Timothy Richard Sullivan is a Canadian composer, pianist, and music educator. A member of the Canadian League of Composers and an associate of the Canadian Music Centre, he has been commissioned to write works for ARRAYMUSIC, Donald Bell, and the Stratford Festival among others. He is particularly known for his operas and was notably composer-in-residence at the Canadian Opera Company in 1987–1988. His composition are noted for their use of various media and incorporation of several musical idioms, including jazz, chance music, traditional harmony, and serialism.

==Life and career==
Born in Ottawa, Ontario, Sullivan began studying the piano at the age of 15 and at the age of 20 moved to Toronto to pursue studies in music composition with Samuel Dolin. In 1975 he entered the University of Toronto where he was a pupil of Walter Buczynski and John Beckwith. From the university he earned a Bachelor of Music in 1979, a Master of Music in 1980 and a Doctor of Music in 1999.

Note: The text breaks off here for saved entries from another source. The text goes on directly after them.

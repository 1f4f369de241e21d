use std::cmp;
use std::fs::File;
use std::io::{Read, Write};
use std::path::Path;
use tracing::{debug, trace};

use crate::errors::{SearchError, SearchResult};
use crate::filters::display_name;
use crate::search::matcher::Needle;

/// Context width printed on each side of a match.
pub const AFFIX_LEN: usize = 3;
/// Upper bound on the window buffer, independent of file size.
pub const BUF_LEN_MAX: usize = 500 * 1024;

/// Smallest window that leaves room for one affix on each side of a
/// minimal match. The windowing algorithm depends on `2 * AFFIX_LEN`
/// being strictly smaller than this.
pub(crate) fn min_window_len(needle_len: usize) -> usize {
    2 * AFFIX_LEN + needle_len + 2
}

/// Bytes carried from the tail of one window to the head of the next, so
/// a match that starts in the reserved tail is rediscovered whole, with
/// full context, in the following pass.
fn carry_len(needle_len: usize) -> usize {
    AFFIX_LEN + needle_len + 2
}

/// Reads until `buf` is full or the source is exhausted.
fn read_full<R: Read>(source: &mut R, buf: &mut [u8]) -> std::io::Result<usize> {
    let mut filled = 0;
    while filled < buf.len() {
        match source.read(&mut buf[filled..]) {
            Ok(0) => break,
            Ok(n) => filled += n,
            Err(e) if e.kind() == std::io::ErrorKind::Interrupted => continue,
            Err(e) => return Err(e),
        }
    }
    Ok(filled)
}

/// Writes context bytes with `\n` and `\t` rendered as two-character
/// escapes; everything else passes through verbatim.
fn write_escaped<W: Write + ?Sized>(out: &mut W, bytes: &[u8]) -> std::io::Result<()> {
    for &b in bytes {
        match b {
            b'\n' => out.write_all(b"\\n")?,
            b'\t' => out.write_all(b"\\t")?,
            _ => out.write_all(&[b])?,
        }
    }
    Ok(())
}

/// Streams a byte source through a bounded window and reports every
/// occurrence of the needle, including occurrences that straddle window
/// boundaries.
///
/// Peak memory per scan is one window, at most [`BUF_LEN_MAX`] bytes,
/// regardless of source size. The needle is borrowed, so one needle can
/// serve any number of concurrent scanners.
#[derive(Debug, Clone, Copy)]
pub struct WindowScanner<'n> {
    needle: &'n Needle,
}

impl<'n> WindowScanner<'n> {
    pub fn new(needle: &'n Needle) -> Self {
        Self { needle }
    }

    /// Opens `path` and scans it, reporting matches under the file's
    /// quote-trimmed base name. Returns the number of matches emitted.
    pub fn scan_file<W: Write + ?Sized>(&self, path: &Path, out: &mut W) -> SearchResult<usize> {
        trace!("Scanning file: {}", path.display());
        let file = File::open(path).map_err(|e| SearchError::from_io(e, path))?;
        let size_hint = file
            .metadata()
            .map_err(|e| SearchError::from_io(e, path))?
            .len();
        let name = display_name(path);
        self.scan(&name, file, size_hint, out)
    }

    /// Scans `source` from start to end exactly once, writing one line per
    /// occurrence to `out`:
    ///
    /// ```text
    /// <name>(<offset>):<prefix>...<suffix>
    /// ```
    ///
    /// in ascending offset order. `size_hint` only tunes the window size
    /// (clamped to `[min_window_len, BUF_LEN_MAX]`); correctness does not
    /// depend on it.
    ///
    /// All but the final pass hold back an `AFFIX_LEN` reserve at the tail
    /// of the window, and the trailing carry region is copied to the head
    /// before each refill. A match first seen in the reserve is therefore
    /// reported from the next window instead, exactly once and with full
    /// context. Matches may overlap: after a hit the cursor advances by one
    /// byte, not by the needle length.
    pub fn scan<R: Read, W: Write + ?Sized>(
        &self,
        name: &str,
        mut source: R,
        size_hint: u64,
        out: &mut W,
    ) -> SearchResult<usize> {
        let needle_len = self.needle.len();
        let hint = usize::try_from(size_hint).unwrap_or(BUF_LEN_MAX);
        let buf_len = hint.clamp(min_window_len(needle_len), BUF_LEN_MAX);
        let mut buffer = vec![0u8; buf_len];

        // Valid bytes in the window.
        let mut window_len = 0usize;
        // Prefix of the window eligible for starting a new match search.
        let mut hay_len = 0usize;
        // Absolute offset of the window start in the source.
        let mut window_pos_in_file = 0u64;
        // Bytes carried over from the previous window.
        let mut padding = 0usize;
        // Next search cursor within the window.
        let mut hay_start = 0usize;
        let mut eof = false;
        let mut matches = 0usize;

        while !eof || hay_len < window_len {
            if !eof {
                window_pos_in_file += (window_len - padding) as u64;
                let wanted = buf_len - padding;
                let read_len = read_full(&mut source, &mut buffer[padding..buf_len])?;
                eof = read_len < wanted;
                window_len = padding + read_len;

                // Hold back the trailing reserve; those bytes may belong to
                // a match continuing into the next window. A window no
                // larger than the reserve is the whole remaining source.
                hay_len = if window_len <= AFFIX_LEN {
                    window_len
                } else {
                    window_len - AFFIX_LEN
                };
            } else {
                // Source exhausted: the final pass searches the reserve too,
                // and terminates the loop.
                hay_len = window_len;
            }

            while hay_start + needle_len <= hay_len {
                let Some(found) = self.needle.find(&buffer[hay_start..hay_len]) else {
                    break;
                };
                let pos = hay_start + found;

                let prefix = &buffer[pos.saturating_sub(AFFIX_LEN)..pos];
                let suffix_start = pos + needle_len;
                let suffix_end = cmp::min(suffix_start + AFFIX_LEN, window_len);
                let suffix = &buffer[suffix_start..suffix_end];

                write!(out, "{}({}):", name, window_pos_in_file + pos as u64)?;
                write_escaped(out, prefix)?;
                out.write_all(b"...")?;
                write_escaped(out, suffix)?;
                out.write_all(b"\n")?;
                matches += 1;

                hay_start = pos + 1;
            }

            padding = carry_len(needle_len);
            if !eof {
                buffer.copy_within(window_len - padding..window_len, 0);
                // Carried bytes below AFFIX_LEN were already searched in the
                // previous window; starting there also guarantees a full
                // prefix for any match found in the carry.
                hay_start = AFFIX_LEN;
            }
        }

        debug!("Found {} matches in {}", matches, name);
        Ok(matches)
    }
}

In 1979 Sullivan joined the faculty at The Royal Conservatory of Music (RCMT) where he taught for the next decade. He notably was director of the RCMT's composition program from 1985–1989 and in 1986 founded the school's Contemporary Music Ensemble. In 1989–1990 he taught music composition at the University of Victoria.

Kyla Greenbaum (married name Crowcroft) recorded Sullivan's Piano Sonata No 1 in 1977 in Toronto.
But he first obtained wide notice for his opera Tomorrow and Tomorrow, a monodrama for soprano, chamber ensemble, and tape. The work successfully premiered by the Center for Contemporary Opera in New York City on 28 March 1987 and was subsequently broadcast on CBC Television on 19 February 1989 in a performance starring Iraina Neufeld. His second opera Dream Play was also highly praised at its premiered on 11 May 1988 in Toronto in a performance by the Canadian Opera Company. His opera Florence premiered at the Elora Festival in 1992.

From 1992 to 2005, Sullivan composed extensively for dance, including modern dance, ballet and Bharatanatyam. Notable choreographer-collaborators were William Douglas (Apollon, La Zone d'Or); John Alleyne (The Archeology of Karl, In the Course of Sleeping and Adrian, Angel on Earth); Menaka Thakkar (Untitled, Land of Cards); and Lata Pada (Cosmos, Revealed by Fire.)

Currently, he is a music educator at Earl Haig Secondary School, Toronto, Ontario.